If wireless, encryption used, (none, WEP, WPA, or WPA2)
Version and patch level of Windows on all affected machines, i.e. XP (Home or Pro), SP1-SP2-SP3, Vista (Home, Business, Ultimate), etc.
The Internet Browser in use, IE, Firefox, Opera, etc.




Please give an exact description of your problem symptoms, *including the exact text of any error messages.*




If you're using a wireless connection, have you tried a direct connection with a cable to see if that changes the symptoms? 
For wireless issues, have you disabled all encryption on the router to see if you can connect that way? 
Have you connected directly to the broadband modem to see if this is a router or modem/ISP issue?
If there are other computers on the same network, are they experiencing the same issue, or do they function normally?

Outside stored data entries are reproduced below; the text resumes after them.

//! Rate Limiter Tests
//!
//! Time is injected through the `*_at` methods so refill is checked without sleeping.

#[cfg(test)]
use {
    crate::{
        config::RateLimitConfig,
        rate_limit::{RateLimiter, ANONYMOUS_KEY},
    },
    std::time::{Duration, Instant},
};

fn limiter(max_tokens: f64, refill_rate: f64) -> RateLimiter {
    RateLimiter::new(RateLimitConfig {
        max_tokens,
        refill_rate,
        cost_per_request: 1.0,
        idle_ttl_secs: None,
    })
}

#[test]
fn test_fresh_bucket_is_full() {
    let limiter = limiter(100.0, 10.0);
    let decision = limiter.check_at(Some("k"), Instant::now());

    assert!(decision.allowed);
    assert_eq!(decision.remaining, 99);
    assert_eq!(decision.limit, 100);
    assert_eq!(decision.reset_in, 1);
}

#[test]
fn test_exhaust_then_refill() {
    let limiter = limiter(100.0, 10.0);
    let start = Instant::now();

    for i in 0..100 {
        assert!(limiter.check_at(Some("k"), start).allowed, "request {i} denied");
    }

    let denied = limiter.check_at(Some("k"), start);
    assert!(!denied.allowed);
    assert_eq!(denied.remaining, 0);
    assert_eq!(denied.reset_in, 10);

    let later = start + Duration::from_secs(10);
    let decision = limiter.check_at(Some("k"), later);
    assert!(decision.allowed);
    assert_eq!(decision.remaining, 99);
}

#[test]
fn test_exhaust_with_larger_cost() {
    let limiter = limiter(100.0, 10.0);
    let start = Instant::now();

    for _ in 0..10 {
        assert!(limiter.check_with_cost_at(Some("k"), 10.0, start).allowed);
    }
    assert!(!limiter.check_with_cost_at(Some("k"), 10.0, start).allowed);
    assert!(!limiter.check_at(Some("k"), start).allowed);
}

#[test]
fn test_empty_bucket_fully_refills_after_capacity_over_rate() {
    let limiter = limiter(20.0, 4.0);
    let start = Instant::now();

    assert!(limiter.check_with_cost_at(Some("k"), 20.0, start).allowed);
    assert!(!limiter.check_at(Some("k"), start).allowed);

    let refilled = start + Duration::from_secs(5);
    let decision = limiter.check_at(Some("k"), refilled);
    assert!(decision.allowed);
    assert_eq!(decision.remaining, 19);
}

#[test]
fn test_refill_is_capped() {
    let limiter = limiter(10.0, 10.0);
    let start = Instant::now();

    limiter.check_at(Some("k"), start);
    let decision = limiter.check_at(Some("k"), start + Duration::from_secs(3600));
    assert_eq!(decision.remaining, 9);
}

#[test]
fn test_partial_refill() {
    let limiter = limiter(10.0, 2.0);
    let start = Instant::now();

    assert!(limiter.check_with_cost_at(Some("k"), 10.0, start).allowed);
    let decision = limiter.check_at(Some("k"), start + Duration::from_millis(1500));
    // 3 tokens refilled, 1 spent
    assert!(decision.allowed);
    assert_eq!(decision.remaining, 2);
    assert_eq!(decision.reset_in, 4);
}

#[test]
fn test_denied_request_consumes_nothing() {
    let limiter = limiter(5.0, 1.0);
    let start = Instant::now();

    assert!(limiter.check_with_cost_at(Some("k"), 5.0, start).allowed);
    for _ in 0..10 {
        assert!(!limiter.check_at(Some("k"), start).allowed);
    }
    assert!(limiter.check_at(Some("k"), start + Duration::from_secs(1)).allowed);
}

#[test]
fn test_keys_are_independent() {
    let limiter = limiter(1.0, 0.5);
    let now = Instant::now();

    assert!(limiter.check_at(Some("a"), now).allowed);
    assert!(!limiter.check_at(Some("a"), now).allowed);
    assert!(limiter.check_at(Some("b"), now).allowed);
    assert_eq!(limiter.bucket_count(), 2);
}

#[test]
fn test_missing_and_empty_keys_share_anonymous_bucket() {
    let limiter = limiter(2.0, 1.0);
    let now = Instant::now();

    assert!(limiter.check_at(None, now).allowed);
    assert!(limiter.check_at(Some(""), now).allowed);
    assert!(!limiter.check_at(Some(ANONYMOUS_KEY), now).allowed);
    assert_eq!(limiter.bucket_count(), 1);
}

#[test]
fn test_prune_idle_buckets() {
    let limiter = limiter(10.0, 1.0);
    let start = Instant::now();

    limiter.check_at(Some("old"), start);
    limiter.check_at(Some("fresh"), start + Duration::from_secs(50));

    let removed = limiter.prune_idle_at(Duration::from_secs(30), start + Duration::from_secs(60));
    assert_eq!(removed, 1);
    assert_eq!(limiter.bucket_count(), 1);

    // A pruned key starts over with a full bucket
    let decision = limiter.check_at(Some("old"), start + Duration::from_secs(61));
    assert_eq!(decision.remaining, 9);
}

#[tokio::test]
async fn test_concurrent_checks_never_overspend() {
    use std::sync::Arc;

    let limiter = Arc::new(limiter(50.0, 0.0001));
    let mut handles = Vec::new();
    for _ in 0..10 {
        let limiter = Arc::clone(&limiter);
        handles.push(tokio::spawn(async move {
            (0..10).filter(|_| limiter.check(Some("shared")).allowed).count()
        }));
    }

    let mut allowed = 0;
    for handle in handles {
        allowed += handle.await.unwrap();
    }
    assert_eq!(allowed, 50);
}

#[test]
fn test_negative_cost_never_overfills_bucket() {
    let limiter = limiter(100.0, 10.0);
    let now = Instant::now();

    let decision = limiter.check_with_cost_at(Some("k"), -50.0, now);
    assert!(decision.allowed);
    assert_eq!(decision.remaining, 99);
    assert!(decision.remaining <= decision.limit);
}

#[test]
fn test_non_finite_cost_charges_default() {
    let limiter = limiter(100.0, 10.0);
    let now = Instant::now();

    let decision = limiter.check_with_cost_at(Some("k"), f64::NAN, now);
    assert!(decision.allowed);
    assert_eq!(decision.remaining, 99);

    let decision = limiter.check_with_cost_at(Some("k"), f64::INFINITY, now);
    assert!(decision.allowed);
    assert_eq!(decision.remaining, 98);
}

On any affected computer, I'd also like to see this:

Hold the *Windows* key and press *R*, then type *CMD* (*COMMAND* for W98/WME) to open a command prompt:

Type the following commands on separate lines, following each one with the *Enter* key:

PING 206.190.60.37

PING yahoo.com

NBTSTAT -n

IPCONFIG /ALL

Right click in the command window and choose *Select All*, then hit *Enter*.
Paste the results in a message here.

If you are on a machine with no network connection, use a floppy, USB disk, or a CD-RW disk to transfer a text file with the information to allow pasting it here.


----------